Extracted records:
__________________________________________________
// WebSocket server for guess submissions.

use std::sync::Arc;

use futures_util::stream::Stream;
use futures_util::{SinkExt, StreamExt};
use tokio::net::{TcpListener, TcpStream};
use tokio::sync::mpsc;
use tokio_tungstenite::tungstenite::Message;
use tracing::{error, info, warn};
use woertle_core::WordRepository;

use crate::service::GuessService;

/// Replies buffered per connection before the reader waits for the writer.
const REPLY_BUFFER: usize = 32;

/// Bind the game listener on `127.0.0.1:{port}`. Port 0 picks a free port.
pub async fn bind(port: u16) -> anyhow::Result<TcpListener> {
    let listener = TcpListener::bind(format!("127.0.0.1:{port}")).await?;
    info!("WebSocket server listening on {}", listener.local_addr()?);
    Ok(listener)
}

/// Accept connections forever, serving each one on its own task.
///
/// Every text frame is answered with exactly one text frame. The server runs
/// until the task is cancelled or accepting fails.
pub async fn run<R>(listener: TcpListener, service: Arc<GuessService<R>>) -> anyhow::Result<()>
where
    R: WordRepository + Send + Sync + 'static,
{
    loop {
        let (stream, addr) = listener.accept().await?;
        let addr_str = addr.to_string();
        info!("Accepted TCP connection from {addr_str}");

        let service = Arc::clone(&service);
        tokio::spawn(async move {
            serve_connection(stream, addr_str, service).await;
        });
    }
}

async fn serve_connection<R>(stream: TcpStream, addr: String, service: Arc<GuessService<R>>)
where
    R: WordRepository + Send + Sync + 'static,
{
    let ws_stream = match tokio_tungstenite::accept_async(stream).await {
        Ok(ws) => ws,
        Err(e) => {
            warn!("WebSocket handshake failed for {addr}: {e}");
            return;
        }
    };

    let (mut write, read) = ws_stream.split();
    let (reply_tx, mut reply_rx) = mpsc::channel::<Message>(REPLY_BUFFER);

    let writer_addr = addr.clone();
    let writer = tokio::spawn(async move {
        while let Some(msg) = reply_rx.recv().await {
            if let Err(e) = write.send(msg).await {
                warn!("Failed to send reply to {writer_addr}: {e}");
                break;
            }
        }
    });

    // Err only means the writer is gone; the connection is over either way.
    let _ = process_message_stream(read, &reply_tx, &service, &addr).await;

    drop(reply_tx);
    let _ = writer.await;
    info!("Client {addr} disconnected");
}

/// Answer every text message from `stream` through `tx`. Returns `Err(())` if
/// the reply channel is closed, signalling the caller to stop.
///
/// Generic over the stream type so it can be tested with in-memory streams
/// without opening TCP ports.
pub async fn process_message_stream<St, R>(
    mut stream: St,
    tx: &mpsc::Sender<Message>,
    service: &GuessService<R>,
    addr: &str,
) -> Result<(), ()>
where
    St: Stream<Item = Result<Message, tokio_tungstenite::tungstenite::Error>> + Unpin,
    R: WordRepository,
{
    while let Some(msg_result) = stream.next().await {
        match msg_result {
            Ok(Message::Text(text)) => {
                let reply = service.handle_text(text.as_str());
                let json = match serde_json::to_string(&reply) {
                    Ok(json) => json,
                    Err(e) => {
                        error!("Failed to encode reply for {addr}: {e}");
                        continue;
                    }
                };
                if tx.send(Message::Text(json.into())).await.is_err() {
                    return Err(());
                }
            }
            Ok(Message::Close(_)) => {
                info!("Client {addr} sent close frame");
                break;
            }
            Err(e) => {
                warn!("WebSocket error from {addr}: {e}");
                break;
            }
            _ => {
                // Ignore Binary, Ping, Pong, Frame variants.
            }
        }
    }
    Ok(())
}
// Error taxonomy for the game engine.

use chrono::NaiveDate;
use thiserror::Error;

/// Why a guess was turned away before scoring.
#[derive(Debug, Clone, Copy, PartialEq, Eq)]
pub enum InvalidGuessReason {
    /// The guess does not have the configured number of letters.
    WrongLength { expected: usize, actual: usize },
    /// The guess has the right length but is not in the vocabulary.
    UnknownWord,
}

/// A rejected guess. Rejections never consume an attempt and never touch
/// storage.
#[derive(Debug, Clone, PartialEq, Eq, Error)]
#[error("invalid guess `{guess}`: {}", describe(.reason))]
pub struct InvalidGuess {
    pub guess: String,
    pub reason: InvalidGuessReason,
}

fn describe(reason: &InvalidGuessReason) -> String {
    match reason {
        InvalidGuessReason::WrongLength { expected, actual } => {
            format!("expected {expected} letters, got {actual}")
        }
        InvalidGuessReason::UnknownWord => "not in the word list".to_string(),
    }
}

#[derive(Debug, Error)]
pub enum GameError {
    /// Every word in the store has already been a daily word, so no word can
    /// be assigned to `date`.
    #[error("no more available words to choose from for {date}")]
    VocabularyExhausted { date: NaiveDate },

    #[error(transparent)]
    InvalidGuess(#[from] InvalidGuess),

    /// Storage I/O failure, propagated unchanged.
    #[error(transparent)]
    Storage(#[from] anyhow::Error),
}

impl GameError {
    /// `true` for errors caused by the caller's input rather than the server.
    pub fn is_client_error(&self) -> bool {
        matches!(self, GameError::InvalidGuess(_))
    }
}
__________________________________________________
§ **TASK GOAL**:
Reproduce all of the data exactly as given.

§ **ANSWER**:
// WebSocket server for guess submissions.

use std::sync::Arc;

use futures_util::stream::Stream;
use futures_util::{SinkExt, StreamExt};
use tokio::net::{TcpListener, TcpStream};
use tokio::sync::mpsc;
use tokio_tungstenite::tungstenite::Message;
use tracing::{error, info, warn};
use woertle_core::WordRepository;

use crate::service::GuessService;

/// Replies buffered per connection before the reader waits for the writer.
const REPLY_BUFFER: usize = 32;

/// Bind the game listener on `127.0.0.1:{port}`. Port 0 picks a free port.
pub async fn bind(port: u16) -> anyhow::Result<TcpListener> {
    let listener = TcpListener::bind(format!("127.0.0.1:{port}")).await?;
    info!("WebSocket server listening on {}", listener.local_addr()?);
    Ok(listener)
}

/// Accept connections forever, serving each one on its own task.
///
/// Every text frame is answered with exactly one text frame. The server runs
/// until the task is cancelled or accepting fails.
pub async fn run<R>(listener: TcpListener, service: Arc<GuessService<R>>) -> anyhow::Result<()>
where
    R: WordRepository + Send + Sync + 'static,
{
    loop {
        let (stream, addr) = listener.accept().await?;
        let addr_str = addr.to_string();
        info!("Accepted TCP connection from {addr_str}");

        let service = Arc::clone(&service);
        tokio::spawn(async move {
            serve_connection(stream, addr_str, service).await;
        });
    }
}

async fn serve_connection<R>(stream: TcpStream, addr: String, service: Arc<GuessService<R>>)
where
    R: WordRepository + Send + Sync + 'static,
{
    let ws_stream = match tokio_tungstenite::accept_async(stream).await {
        Ok(ws) => ws,
        Err(e) => {
            warn!("WebSocket handshake failed for {addr}: {e}");
            return;
        }
    };

    let (mut write, read) = ws_stream.split();
    let (reply_tx, mut reply_rx) = mpsc::channel::<Message>(REPLY_BUFFER);

    let writer_addr = addr.clone();
    let writer = tokio::spawn(async move {
        while let Some(msg) = reply_rx.recv().await {
            if let Err(e) = write.send(msg).await {
                warn!("Failed to send reply to {writer_addr}: {e}");
                break;
            }
        }
    });

    // Err only means the writer is gone; the connection is over either way.
    let _ = process_message_stream(read, &reply_tx, &service, &addr).await;

    drop(reply_tx);
    let _ = writer.await;
    info!("Client {addr} disconnected");
}

/// Answer every text message from `stream` through `tx`. Returns `Err(())` if
/// the reply channel is closed, signalling the caller to stop.
///
/// Generic over the stream type so it can be tested with in-memory streams
/// without opening TCP ports.
pub async fn process_message_stream<St, R>(
    mut stream: St,
    tx: &mpsc::Sender<Message>,
    service: &GuessService<R>,
    addr: &str,
) -> Result<(), ()>
where
    St: Stream<Item = Result<Message, tokio_tungstenite::tungstenite::Error>> + Unpin,
    R: WordRepository,
{
    while let Some(msg_result) = stream.next().await {
        match msg_result {
            Ok(Message::Text(text)) => {
                let reply = service.handle_text(text.as_str());
                let json = match serde_json::to_string(&reply) {
                    Ok(json) => json,
                    Err(e) => {
                        error!("Failed to encode reply for {addr}: {e}");
                        continue;
                    }
                };
                if tx.send(Message::Text(json.into())).await.is_err() {
                    return Err(());
                }
            }
            Ok(Message::Close(_)) => {
                info!("Client {addr} sent close frame");
                break;
            }
            Err(e) => {
                warn!("WebSocket error from {addr}: {e}");
                break;
            }
            _ => {
                // Ignore Binary, Ping, Pong, Frame variants.
            }
        }
    }
    Ok(())
}
// Error taxonomy for the game engine.

use chrono::NaiveDate;
use thiserror::Error;

/// Why a guess was turned away before scoring.
#[derive(Debug, Clone, Copy, PartialEq, Eq)]
pub enum InvalidGuessReason {
    /// The guess does not have the configured number of letters.
    WrongLength { expected: usize, actual: usize },
    /// The guess has the right length but is not in the vocabulary.
    UnknownWord,
}

/// A rejected guess. Rejections never consume an attempt and never touch
/// storage.
#[derive(Debug, Clone, PartialEq, Eq, Error)]
#[error("invalid guess `{guess}`: {}", describe(.reason))]
pub struct InvalidGuess {
    pub guess: String,
    pub reason: InvalidGuessReason,
}

fn describe(reason: &InvalidGuessReason) -> String {
    match reason {
        InvalidGuessReason::WrongLength { expected, actual } => {
            format!("expected {expected} letters, got {actual}")
        }
        InvalidGuessReason::UnknownWord => "not in the word list".to_string(),
    }
}

#[derive(Debug, Error)]
pub enum GameError {
    /// Every word in the store has already been a daily word, so no word can
    /// be assigned to `date`.
    #[error("no more available words to choose from for {date}")]
    VocabularyExhausted { date: NaiveDate },

    #[error(transparent)]
    InvalidGuess(#[from] InvalidGuess),

    /// Storage I/O failure, propagated unchanged.
    #[error(transparent)]
    Storage(#[from] anyhow::Error),
}

impl GameError {
    /// `true` for errors caused by the caller's input rather than the server.
    pub fn is_client_error(&self) -> bool {
        matches!(self, GameError::InvalidGuess(_))
    }
}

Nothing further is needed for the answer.